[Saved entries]
--------------------
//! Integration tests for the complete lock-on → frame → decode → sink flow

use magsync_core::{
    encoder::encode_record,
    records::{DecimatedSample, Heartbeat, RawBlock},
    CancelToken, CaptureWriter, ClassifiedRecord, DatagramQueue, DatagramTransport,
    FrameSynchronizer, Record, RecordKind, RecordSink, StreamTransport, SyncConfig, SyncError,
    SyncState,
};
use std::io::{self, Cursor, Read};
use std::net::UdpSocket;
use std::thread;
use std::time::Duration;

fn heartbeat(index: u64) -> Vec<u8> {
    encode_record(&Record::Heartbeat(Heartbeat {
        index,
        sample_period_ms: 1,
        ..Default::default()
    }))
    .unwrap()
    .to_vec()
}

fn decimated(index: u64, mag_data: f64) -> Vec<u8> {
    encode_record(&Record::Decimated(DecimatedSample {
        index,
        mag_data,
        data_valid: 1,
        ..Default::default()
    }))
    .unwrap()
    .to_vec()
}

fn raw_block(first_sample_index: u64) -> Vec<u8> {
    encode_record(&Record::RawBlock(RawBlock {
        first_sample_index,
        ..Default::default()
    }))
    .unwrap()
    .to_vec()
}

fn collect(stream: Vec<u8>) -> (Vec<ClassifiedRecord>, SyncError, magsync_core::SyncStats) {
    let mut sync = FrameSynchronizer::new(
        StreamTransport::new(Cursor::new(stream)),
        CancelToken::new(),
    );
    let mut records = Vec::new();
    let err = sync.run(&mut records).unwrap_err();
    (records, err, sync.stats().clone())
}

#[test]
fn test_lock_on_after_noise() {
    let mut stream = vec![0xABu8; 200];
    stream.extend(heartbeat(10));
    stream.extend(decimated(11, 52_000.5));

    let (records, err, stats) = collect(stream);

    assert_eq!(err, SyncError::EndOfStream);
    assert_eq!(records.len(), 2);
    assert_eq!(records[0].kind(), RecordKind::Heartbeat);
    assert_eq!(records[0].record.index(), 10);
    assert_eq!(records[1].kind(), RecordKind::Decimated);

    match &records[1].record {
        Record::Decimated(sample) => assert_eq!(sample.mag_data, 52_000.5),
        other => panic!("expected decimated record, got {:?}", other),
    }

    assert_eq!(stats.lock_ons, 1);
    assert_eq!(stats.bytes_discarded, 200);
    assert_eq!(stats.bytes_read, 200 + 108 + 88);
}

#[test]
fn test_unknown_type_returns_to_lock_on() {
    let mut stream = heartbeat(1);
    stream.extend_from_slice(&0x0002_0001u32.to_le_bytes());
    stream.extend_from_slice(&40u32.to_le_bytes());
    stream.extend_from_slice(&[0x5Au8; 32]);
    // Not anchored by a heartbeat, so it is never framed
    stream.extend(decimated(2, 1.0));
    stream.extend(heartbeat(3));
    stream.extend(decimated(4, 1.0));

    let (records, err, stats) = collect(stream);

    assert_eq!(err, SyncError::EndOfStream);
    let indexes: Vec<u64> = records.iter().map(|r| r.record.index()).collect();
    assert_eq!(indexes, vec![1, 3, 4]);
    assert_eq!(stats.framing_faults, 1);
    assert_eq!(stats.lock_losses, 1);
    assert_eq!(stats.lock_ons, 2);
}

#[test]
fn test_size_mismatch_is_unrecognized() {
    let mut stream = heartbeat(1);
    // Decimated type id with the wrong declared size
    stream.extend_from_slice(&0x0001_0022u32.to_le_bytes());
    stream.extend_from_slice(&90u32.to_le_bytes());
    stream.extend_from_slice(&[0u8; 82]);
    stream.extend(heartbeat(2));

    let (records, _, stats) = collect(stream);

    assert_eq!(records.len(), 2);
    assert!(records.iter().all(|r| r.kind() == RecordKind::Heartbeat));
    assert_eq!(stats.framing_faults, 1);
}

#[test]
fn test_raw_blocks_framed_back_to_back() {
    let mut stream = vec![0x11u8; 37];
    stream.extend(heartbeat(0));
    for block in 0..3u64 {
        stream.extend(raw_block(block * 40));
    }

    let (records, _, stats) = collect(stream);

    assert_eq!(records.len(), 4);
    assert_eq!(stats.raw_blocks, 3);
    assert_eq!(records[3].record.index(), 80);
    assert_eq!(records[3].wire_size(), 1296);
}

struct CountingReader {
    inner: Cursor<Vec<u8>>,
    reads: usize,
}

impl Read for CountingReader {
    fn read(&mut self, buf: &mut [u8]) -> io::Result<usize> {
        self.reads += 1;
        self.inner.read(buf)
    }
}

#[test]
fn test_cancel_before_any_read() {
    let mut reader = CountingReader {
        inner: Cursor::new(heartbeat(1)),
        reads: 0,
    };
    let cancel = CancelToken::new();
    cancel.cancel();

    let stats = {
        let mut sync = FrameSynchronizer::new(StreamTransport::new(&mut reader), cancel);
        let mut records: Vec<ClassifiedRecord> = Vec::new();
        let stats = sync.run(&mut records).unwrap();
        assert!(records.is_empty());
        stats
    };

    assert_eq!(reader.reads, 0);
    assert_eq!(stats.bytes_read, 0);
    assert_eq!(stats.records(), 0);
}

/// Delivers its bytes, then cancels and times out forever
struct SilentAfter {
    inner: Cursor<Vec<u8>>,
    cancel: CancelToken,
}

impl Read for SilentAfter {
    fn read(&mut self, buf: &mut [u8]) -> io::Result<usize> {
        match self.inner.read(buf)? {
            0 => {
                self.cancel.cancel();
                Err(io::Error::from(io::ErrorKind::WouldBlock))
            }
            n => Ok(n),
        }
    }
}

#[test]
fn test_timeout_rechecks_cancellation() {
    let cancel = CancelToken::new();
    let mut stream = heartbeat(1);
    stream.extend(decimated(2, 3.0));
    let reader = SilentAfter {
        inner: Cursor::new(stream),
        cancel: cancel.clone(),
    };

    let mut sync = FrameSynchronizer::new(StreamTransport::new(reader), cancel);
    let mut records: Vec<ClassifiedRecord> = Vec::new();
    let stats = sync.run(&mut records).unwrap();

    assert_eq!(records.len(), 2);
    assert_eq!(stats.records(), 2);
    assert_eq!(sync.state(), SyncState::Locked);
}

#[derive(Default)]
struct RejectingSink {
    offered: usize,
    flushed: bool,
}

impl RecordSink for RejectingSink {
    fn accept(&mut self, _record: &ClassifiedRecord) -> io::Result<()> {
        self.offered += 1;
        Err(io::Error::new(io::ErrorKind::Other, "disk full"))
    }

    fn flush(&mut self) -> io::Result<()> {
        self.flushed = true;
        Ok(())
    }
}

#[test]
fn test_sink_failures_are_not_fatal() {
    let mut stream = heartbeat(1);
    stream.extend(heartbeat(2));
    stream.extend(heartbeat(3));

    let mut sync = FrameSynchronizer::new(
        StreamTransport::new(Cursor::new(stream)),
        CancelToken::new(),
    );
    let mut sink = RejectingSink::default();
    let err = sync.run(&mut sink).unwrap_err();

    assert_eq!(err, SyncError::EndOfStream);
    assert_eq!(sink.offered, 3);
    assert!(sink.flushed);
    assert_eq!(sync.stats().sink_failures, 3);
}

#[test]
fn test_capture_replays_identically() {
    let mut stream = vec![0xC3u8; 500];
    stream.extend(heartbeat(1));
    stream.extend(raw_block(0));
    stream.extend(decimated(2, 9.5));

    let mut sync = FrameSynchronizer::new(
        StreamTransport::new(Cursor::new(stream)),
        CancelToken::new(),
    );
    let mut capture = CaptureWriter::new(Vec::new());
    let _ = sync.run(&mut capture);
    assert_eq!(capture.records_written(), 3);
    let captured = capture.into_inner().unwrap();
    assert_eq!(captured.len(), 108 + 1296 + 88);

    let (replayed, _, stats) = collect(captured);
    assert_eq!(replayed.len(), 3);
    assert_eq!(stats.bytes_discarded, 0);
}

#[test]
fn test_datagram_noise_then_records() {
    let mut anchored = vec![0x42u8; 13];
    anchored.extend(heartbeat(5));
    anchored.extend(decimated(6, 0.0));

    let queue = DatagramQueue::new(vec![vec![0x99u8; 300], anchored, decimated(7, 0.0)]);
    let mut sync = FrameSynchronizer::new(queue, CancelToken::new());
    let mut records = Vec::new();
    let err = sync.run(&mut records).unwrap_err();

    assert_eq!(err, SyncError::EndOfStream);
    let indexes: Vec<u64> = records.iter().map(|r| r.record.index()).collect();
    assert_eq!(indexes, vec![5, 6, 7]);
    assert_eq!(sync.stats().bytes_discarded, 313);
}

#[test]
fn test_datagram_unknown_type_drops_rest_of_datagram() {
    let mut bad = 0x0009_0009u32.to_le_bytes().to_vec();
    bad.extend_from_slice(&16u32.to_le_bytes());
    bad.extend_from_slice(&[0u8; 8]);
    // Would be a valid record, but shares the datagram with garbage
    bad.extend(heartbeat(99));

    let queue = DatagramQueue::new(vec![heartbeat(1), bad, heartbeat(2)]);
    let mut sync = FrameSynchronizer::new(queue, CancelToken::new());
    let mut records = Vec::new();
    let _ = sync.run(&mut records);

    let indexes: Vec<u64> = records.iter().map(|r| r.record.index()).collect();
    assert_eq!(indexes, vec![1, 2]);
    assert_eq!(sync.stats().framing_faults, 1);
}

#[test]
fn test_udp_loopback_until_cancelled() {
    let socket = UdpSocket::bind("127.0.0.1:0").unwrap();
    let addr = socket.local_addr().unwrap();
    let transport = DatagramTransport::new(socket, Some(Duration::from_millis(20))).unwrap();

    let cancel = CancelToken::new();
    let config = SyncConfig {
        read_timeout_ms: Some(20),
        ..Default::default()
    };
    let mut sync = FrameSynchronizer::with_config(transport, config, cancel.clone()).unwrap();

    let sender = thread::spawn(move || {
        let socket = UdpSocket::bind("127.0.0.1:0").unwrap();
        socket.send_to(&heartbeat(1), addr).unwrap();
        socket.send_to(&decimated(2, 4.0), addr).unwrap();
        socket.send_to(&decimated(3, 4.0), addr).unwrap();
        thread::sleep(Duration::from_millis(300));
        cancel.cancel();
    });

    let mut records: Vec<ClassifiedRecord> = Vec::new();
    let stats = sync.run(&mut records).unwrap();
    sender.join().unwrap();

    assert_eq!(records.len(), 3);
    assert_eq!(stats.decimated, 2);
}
--------------------
• _YOUR OBJECTIVE_
What do the lines above say from the one containing "assert_eq!(stats.bytes_discarded, 200);" down to the one containing "assert_eq!(stats.raw_blocks, 3);"? Return them exactly, both end lines included, and only them.

• _SOLVED PROBLEM_
    assert_eq!(stats.bytes_discarded, 200);
    assert_eq!(stats.bytes_read, 200 + 108 + 88);
}

#[test]
fn test_unknown_type_returns_to_lock_on() {
    let mut stream = heartbeat(1);
    stream.extend_from_slice(&0x0002_0001u32.to_le_bytes());
    stream.extend_from_slice(&40u32.to_le_bytes());
    stream.extend_from_slice(&[0x5Au8; 32]);
    // Not anchored by a heartbeat, so it is never framed
    stream.extend(decimated(2, 1.0));
    stream.extend(heartbeat(3));
    stream.extend(decimated(4, 1.0));

    let (records, err, stats) = collect(stream);

    assert_eq!(err, SyncError::EndOfStream);
    let indexes: Vec<u64> = records.iter().map(|r| r.record.index()).collect();
    assert_eq!(indexes, vec![1, 3, 4]);
    assert_eq!(stats.framing_faults, 1);
    assert_eq!(stats.lock_losses, 1);
    assert_eq!(stats.lock_ons, 2);
}

#[test]
fn test_size_mismatch_is_unrecognized() {
    let mut stream = heartbeat(1);
    // Decimated type id with the wrong declared size
    stream.extend_from_slice(&0x0001_0022u32.to_le_bytes());
    stream.extend_from_slice(&90u32.to_le_bytes());
    stream.extend_from_slice(&[0u8; 82]);
    stream.extend(heartbeat(2));

    let (records, _, stats) = collect(stream);

    assert_eq!(records.len(), 2);
    assert!(records.iter().all(|r| r.kind() == RecordKind::Heartbeat));
    assert_eq!(stats.framing_faults, 1);
}

#[test]
fn test_raw_blocks_framed_back_to_back() {
    let mut stream = vec![0x11u8; 37];
    stream.extend(heartbeat(0));
    for block in 0..3u64 {
        stream.extend(raw_block(block * 40));
    }

    let (records, _, stats) = collect(stream);

    assert_eq!(records.len(), 4);
    assert_eq!(stats.raw_blocks, 3);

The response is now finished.